Apple (AAPL) reported disappointing quarterly results and poor guidance after the close of trading last night. Depending on your perspective, it was either a good quarter or a bad one. It should take a few days for the market to sort that one out.
Prior to the quarter's release, the Apple meme shifted from fundamentals to the conspicuous Carl Icahn. The activist expanded his Apple position to over $3.5 billion worth, then tweeted about the stock and wrote an open letter to Apple's shareholders about why he has accumulated such a large stake. In his communiqués, Carl Icahn expressed the notion that Apple was a no-brainer.
I suppose he meant that Apple is a very cheap stock. But maybe, after the release of the company's punk results and guidance yesterday, what he meant by no-brainer was that it takes no brains to own it.
This is not meant as an attack on Icahn. I, for one, have consistently observed that the only thing I am certain of in the stock market is the lack of certainty. This applies both to billionaires and to retail investors. Whenever I think I have a no-brainer investment, I find out that, in actuality, I have no brains!
Back to Fundamentals
The Bad -- Apple's sales growth slowed and profit margins were unexciting. Forward guidance was conservative, the current product suite is mature, and there is limited visibility for new product offerings.

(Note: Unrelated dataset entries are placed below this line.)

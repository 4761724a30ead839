//! Serial Link to the Ventilator
//!
//! Opens the device port with `tokio-serial`. The coordinator only sees the
//! [`LinkOpener`] trait so tests can substitute in-memory links.

use crate::error::ProtocolError;
use async_trait::async_trait;
use serde::{Deserialize, Serialize};
use std::time::Duration;
use tokio::io::{AsyncRead, AsyncWrite};
use tokio_serial::{SerialPortBuilderExt, SerialStream};
use tracing::{debug, info};

/// Default baud rate of the ventilator's COM interface
pub const DEFAULT_BAUD_RATE: u32 = 38400;

/// Parity setting
#[derive(Debug, Clone, Copy, PartialEq, Eq, Default, Serialize, Deserialize)]
#[serde(rename_all = "lowercase")]
pub enum Parity {
    #[default]
    None,
    Even,
    Odd,
}

impl From<Parity> for tokio_serial::Parity {
    fn from(parity: Parity) -> Self {
        match parity {
            Parity::None => tokio_serial::Parity::None,
            Parity::Even => tokio_serial::Parity::Even,
            Parity::Odd => tokio_serial::Parity::Odd,
        }
    }
}

/// Serial port settings
#[derive(Debug, Clone, PartialEq, Serialize, Deserialize)]
#[serde(default)]
pub struct SerialConfig {
    /// Port path (e.g., "/dev/ttyUSB0" or "COM3")
    pub port: String,
    pub baud_rate: u32,
    /// 7 or 8
    pub data_bits: u8,
    pub parity: Parity,
    /// 1 or 2
    pub stop_bits: u8,
    /// Longest wait for bytes before the reader reports the link idle
    pub read_timeout_ms: u64,
    /// Longest wait for a command write to complete
    pub write_timeout_ms: u64,
}

impl Default for SerialConfig {
    fn default() -> Self {
        Self {
            port: "/dev/ttyUSB0".to_string(),
            baud_rate: DEFAULT_BAUD_RATE,
            data_bits: 8,
            parity: Parity::None,
            stop_bits: 1,
            read_timeout_ms: 100,
            write_timeout_ms: 1000,
        }
    }
}

impl SerialConfig {
    pub fn read_timeout(&self) -> Duration {
        Duration::from_millis(self.read_timeout_ms)
    }

    pub fn write_timeout(&self) -> Duration {
        Duration::from_millis(self.write_timeout_ms)
    }

    /// Check settings before any port is opened
    pub fn validate(&self) -> Result<(), String> {
        if self.port.is_empty() {
            return Err("serial port path cannot be empty".to_string());
        }
        if self.baud_rate == 0 {
            return Err("baud rate must be greater than zero".to_string());
        }
        if ![7, 8].contains(&self.data_bits) {
            return Err("data bits must be 7 or 8".to_string());
        }
        if ![1, 2].contains(&self.stop_bits) {
            return Err("stop bits must be 1 or 2".to_string());
        }
        if self.read_timeout_ms == 0 || self.write_timeout_ms == 0 {
            return Err("serial timeouts must be greater than zero".to_string());
        }
        Ok(())
    }
}

/// Something that can (re)open the link to the ventilator
#[async_trait]
pub trait LinkOpener: Send + Sync {
    type Link: AsyncRead + AsyncWrite + Unpin + Send;

    /// Open a fresh link; called again after every loss
    async fn open(&self) -> Result<Self::Link, ProtocolError>;

    /// Human-readable link name for logs and events
    fn describe(&self) -> String;
}

/// Opens a real serial port
#[derive(Debug, Clone)]
pub struct SerialOpener {
    config: SerialConfig,
}

impl SerialOpener {
    pub fn new(config: SerialConfig) -> Self {
        Self { config }
    }
}

#[async_trait]
impl LinkOpener for SerialOpener {
    type Link = SerialStream;

    async fn open(&self) -> Result<SerialStream, ProtocolError> {
        let config = &self.config;
        info!(
            "Opening serial port {} at {} baud ({}{:?}{})",
            config.port, config.baud_rate, config.data_bits, config.parity, config.stop_bits
        );

        let data_bits = match config.data_bits {
            7 => tokio_serial::DataBits::Seven,
            _ => tokio_serial::DataBits::Eight,
        };
        let stop_bits = match config.stop_bits {
            2 => tokio_serial::StopBits::Two,
            _ => tokio_serial::StopBits::One,
        };

        let stream = tokio_serial::new(&config.port, config.baud_rate)
            .data_bits(data_bits)
            .parity(config.parity.into())
            .stop_bits(stop_bits)
            .flow_control(tokio_serial::FlowControl::None)
            .timeout(config.read_timeout())
            .open_native_async()
            .map_err(|e| ProtocolError::OpenFailed {
                port: config.port.clone(),
                reason: e.to_string(),
            })?;

        debug!("Serial port {} open", config.port);
        Ok(stream)
    }

    fn describe(&self) -> String {
        self.config.port.clone()
    }
}

#[cfg(test)]
mod tests {
    use super::*;

    #[test]
    fn test_default_config_matches_device() {
        let config = SerialConfig::default();
        assert_eq!(config.baud_rate, 38400);
        assert_eq!(config.parity, Parity::None);
        assert!(config.validate().is_ok());
    }

    #[test]
    fn test_invalid_config_rejected() {
        let config = SerialConfig {
            stop_bits: 3,
            ..Default::default()
        };
        assert!(config.validate().is_err());

        let config = SerialConfig {
            port: String::new(),
            ..Default::default()
        };
        assert!(config.validate().is_err());
    }

    #[tokio::test]
    async fn test_open_missing_port_fails() {
        let opener = SerialOpener::new(SerialConfig {
            port: "/dev/does-not-exist-vent".to_string(),
            ..Default::default()
        });
        assert!(matches!(
            opener.open().await,
            Err(ProtocolError::OpenFailed { .. })
        ));
    }
}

The Good -- Apple can be viewed as a classic and well-run consumer-products company. It reported 6% revenue growth, superior free cash flow, stability of margins and a return of 33% of operating cash flow to shareholders. On conventional measures -- return on equity, return on assets, return on noncash assets -- Apple remains at the top of the class.

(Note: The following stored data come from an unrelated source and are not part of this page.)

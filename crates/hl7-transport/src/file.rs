//! File Sink
//!
//! Writes encoded messages to disk. Per-message files are written to a
//! temporary name, synced, then renamed into place. The append layout
//! writes each message with one `write_all` plus `sync_data`; a message torn
//! by a crash is cut off the end of the file the first time the sink writes
//! after a restart.

use crate::{Delivery, MessageSink, TransportError};
use async_trait::async_trait;
use hl7_encoder::ObservationMessage;
use serde::{Deserialize, Serialize};
use std::fs::{self, File, OpenOptions};
use std::io::{Read, Seek, SeekFrom, Write};
use std::path::{Path, PathBuf};
use std::sync::atomic::{AtomicU64, Ordering};
use tracing::{debug, info, warn};

static TEMP_COUNTER: AtomicU64 = AtomicU64::new(0);

/// How messages are laid out on disk
#[derive(Debug, Clone, Copy, Default, PartialEq, Eq, Serialize, Deserialize)]
#[serde(rename_all = "snake_case")]
pub enum FileLayout {
    /// One file per message inside a directory
    #[default]
    PerMessage,
    /// All messages appended to a single file, newline separated
    Append,
}

/// File sink settings
#[derive(Debug, Clone, PartialEq, Serialize, Deserialize)]
#[serde(default)]
pub struct FileSinkConfig {
    /// Directory for `PerMessage`, file for `Append`
    pub path: PathBuf,
    pub layout: FileLayout,
}

impl Default for FileSinkConfig {
    fn default() -> Self {
        Self {
            path: PathBuf::from("hl7_messages"),
            layout: FileLayout::PerMessage,
        }
    }
}

impl FileSinkConfig {
    pub fn validate(&self) -> Result<(), String> {
        if self.path.as_os_str().is_empty() {
            return Err("File sink path cannot be empty".to_string());
        }
        if self.layout == FileLayout::Append && self.path.file_name().is_none() {
            return Err(format!(
                "Append layout needs a file path, got {}",
                self.path.display()
            ));
        }
        Ok(())
    }
}

/// Sink that writes messages to the local filesystem
pub struct FileSink {
    config: FileSinkConfig,
    /// Append target checked for a torn tail
    tail_checked: bool,
}

impl FileSink {
    pub fn new(config: FileSinkConfig) -> Self {
        Self {
            config,
            tail_checked: false,
        }
    }

    /// Name of the file a message lands in under the `PerMessage` layout
    pub fn message_file_name(message: &ObservationMessage) -> String {
        format!(
            "HL7_{}_{}.hl7",
            message.created_at.format("%Y%m%d_%H%M%S_%6f"),
            message.control_id
        )
    }
}

#[async_trait]
impl MessageSink for FileSink {
    async fn deliver(&mut self, message: &ObservationMessage) -> Result<Delivery, TransportError> {
        let config = self.config.clone();
        let encoded = message.encode();
        let file_name = Self::message_file_name(message);
        let check_tail = !self.tail_checked;

        let written = tokio::task::spawn_blocking(move || -> std::io::Result<PathBuf> {
            match config.layout {
                FileLayout::PerMessage => {
                    fs::create_dir_all(&config.path)?;
                    let target = config.path.join(file_name);
                    write_atomic(&target, encoded.as_bytes())?;
                    Ok(target)
                }
                FileLayout::Append => {
                    if check_tail {
                        if let Some(cut) = trim_torn_tail(&config.path)? {
                            warn!(
                                "Removed {} bytes of an incomplete message from {}",
                                cut,
                                config.path.display()
                            );
                        }
                    }
                    append_message(&config.path, &encoded)?;
                    Ok(config.path.clone())
                }
            }
        })
        .await
        .map_err(|e| TransportError::File(format!("write task failed: {}", e)))?;

        let target = written.map_err(|e| TransportError::File(e.to_string()))?;
        self.tail_checked = true;
        debug!("Message {} written to {}", message.control_id, target.display());
        Ok(Delivery::Delivered)
    }

    async fn close(&mut self) {
        info!("File sink {} closed", self.config.path.display());
    }

    fn describe(&self) -> String {
        format!("file://{}", self.config.path.display())
    }
}

const TAIL_CHUNK: u64 = 4096;

fn parent_dir(target: &Path) -> PathBuf {
    match target.parent() {
        Some(parent) if !parent.as_os_str().is_empty() => parent.to_path_buf(),
        _ => PathBuf::from("."),
    }
}

/// Append one message and its newline, then flush it to disk
fn append_message(path: &Path, encoded: &str) -> std::io::Result<()> {
    let dir = parent_dir(path);
    fs::create_dir_all(&dir)?;
    let created = !path.exists();

    let mut record = Vec::with_capacity(encoded.len() + 1);
    record.extend_from_slice(encoded.as_bytes());
    record.push(b'\n');

    let mut file = OpenOptions::new().create(true).append(true).open(path)?;
    file.write_all(&record)?;
    file.sync_data()?;

    if created {
        sync_dir_logged(&dir);
    }
    Ok(())
}

/// Cut everything after the last newline of `path`, which is what an
/// interrupted append leaves behind. Returns the number of bytes removed.
fn trim_torn_tail(path: &Path) -> std::io::Result<Option<u64>> {
    let mut file = match OpenOptions::new().read(true).write(true).open(path) {
        Ok(file) => file,
        Err(e) if e.kind() == std::io::ErrorKind::NotFound => return Ok(None),
        Err(e) => return Err(e),
    };
    let len = file.metadata()?.len();
    if len == 0 {
        return Ok(None);
    }

    // Scan backwards for the last newline, one chunk at a time
    let mut end = len;
    let mut keep = 0;
    let mut chunk = vec![0u8; TAIL_CHUNK as usize];
    while end > 0 {
        let start = end.saturating_sub(TAIL_CHUNK);
        let size = (end - start) as usize;
        file.seek(SeekFrom::Start(start))?;
        file.read_exact(&mut chunk[..size])?;
        if let Some(pos) = chunk[..size].iter().rposition(|&b| b == b'\n') {
            keep = start + pos as u64 + 1;
            break;
        }
        end = start;
    }

    if keep == len {
        return Ok(None);
    }
    file.set_len(keep)?;
    file.sync_all()?;
    Ok(Some(len - keep))
}

/// Temp file + fsync + rename, then fsync the directory
fn write_atomic(target: &Path, content: &[u8]) -> std::io::Result<()> {
    let dir = parent_dir(target);
    fs::create_dir_all(&dir)?;

    let temp = dir.join(format!(
        ".{}.{}.{}.tmp",
        target
            .file_name()
            .map(|n| n.to_string_lossy().into_owned())
            .unwrap_or_default(),
        std::process::id(),
        TEMP_COUNTER.fetch_add(1, Ordering::Relaxed)
    ));

    let result = (|| -> std::io::Result<()> {
        let mut file = OpenOptions::new().write(true).create_new(true).open(&temp)?;
        file.write_all(content)?;
        file.sync_all()?;
        fs::rename(&temp, target)
    })();

    if result.is_err() {
        let _ = fs::remove_file(&temp);
    }
    result?;

    sync_dir_logged(&dir);
    Ok(())
}

/// Persist directory entries (new names, renames)
#[cfg(unix)]
fn sync_dir(dir: &Path) -> std::io::Result<()> {
    File::open(dir)?.sync_all()
}

#[cfg(not(unix))]
fn sync_dir(_dir: &Path) -> std::io::Result<()> {
    Ok(())
}

/// A failure leaves the data synced but its directory entry possibly not
fn sync_dir_logged(dir: &Path) {
    if let Err(e) = sync_dir(dir) {
        warn!("Could not sync directory {}: {}", dir.display(), e);
    }
}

The Better -- Apple's future looks better than revealed on a cursory analysis of the guidance. The China Mobile (CHL) venture will take time to ramp, and a lot of revenue is being deferred. (Apple does not provide non-GAAP profit results, as apparently tech investors don't fully understand what "deferred revenue" means.)
Apple's valuation is inexpensive: The stock is trading at only 6x its earnings before interest, taxes and depreciation for the trailing 12 months. That compares with between 10x and 14x for General Mills (GIS), Coca-Cola (KO) and so on. Beam (BEAM), which recently signed a deal to be bought out, is trading at 20x.
Critically, some of Apple's products may disappear over time -- but so might those of Philip Morris (PM) -- and, judging by the margin decay, few of us will live long enough to see it. Apple's principal products have a reasonably high technological obsolescence factor. When this is coupled with high brand loyalty and its ecosystem, it is a powerful combination, especially at 6x EBITD.
On the new-product front, investors might be growing too impatient as development has tripled over the past three years. Overall, research and development continue to be vibrant, and the company has acquired some small but exciting companies over the years that are now bearing fruit.
Bottom line: In the fullness of time, investors might begin to think of Apple as a General Mills with a call option, and it is not on strawberry-flavored Cheerios! But that could take time.
Given my observations in today's opening missive, I would conclude that the biggest problem facing Apple's shares is size. If the company were smaller, it would likely already have been acquired.
Regardless of financial engineering, investors -- and that includes Carl Icahn -- might have to be patient with Apple's shares in the near term. It seems to me that, in light of recent results and future opportunities, Apple CEO Tim Cook and the board of directors will likely hold their ground on the capital-allocation policy currently endorsed.
Again, in the fullness of time, Apple might prove to be an attractive investment as it slowly is perceived by investors as more of a consumer-products company and less of a hardware company, and as the stock gains a more lofty valuation. But this will take time.
As I suggested in my "15 Surprises for 2014," Apple's shares will likely find it difficult to make much upside progress over the next few months.
As in 2013, Apple might be a good second-half stock in 2014.
If I owned Apple, I wouldn't sell the shares at current prices (i.e., $510 to $515), and I would buy between $475 and $500.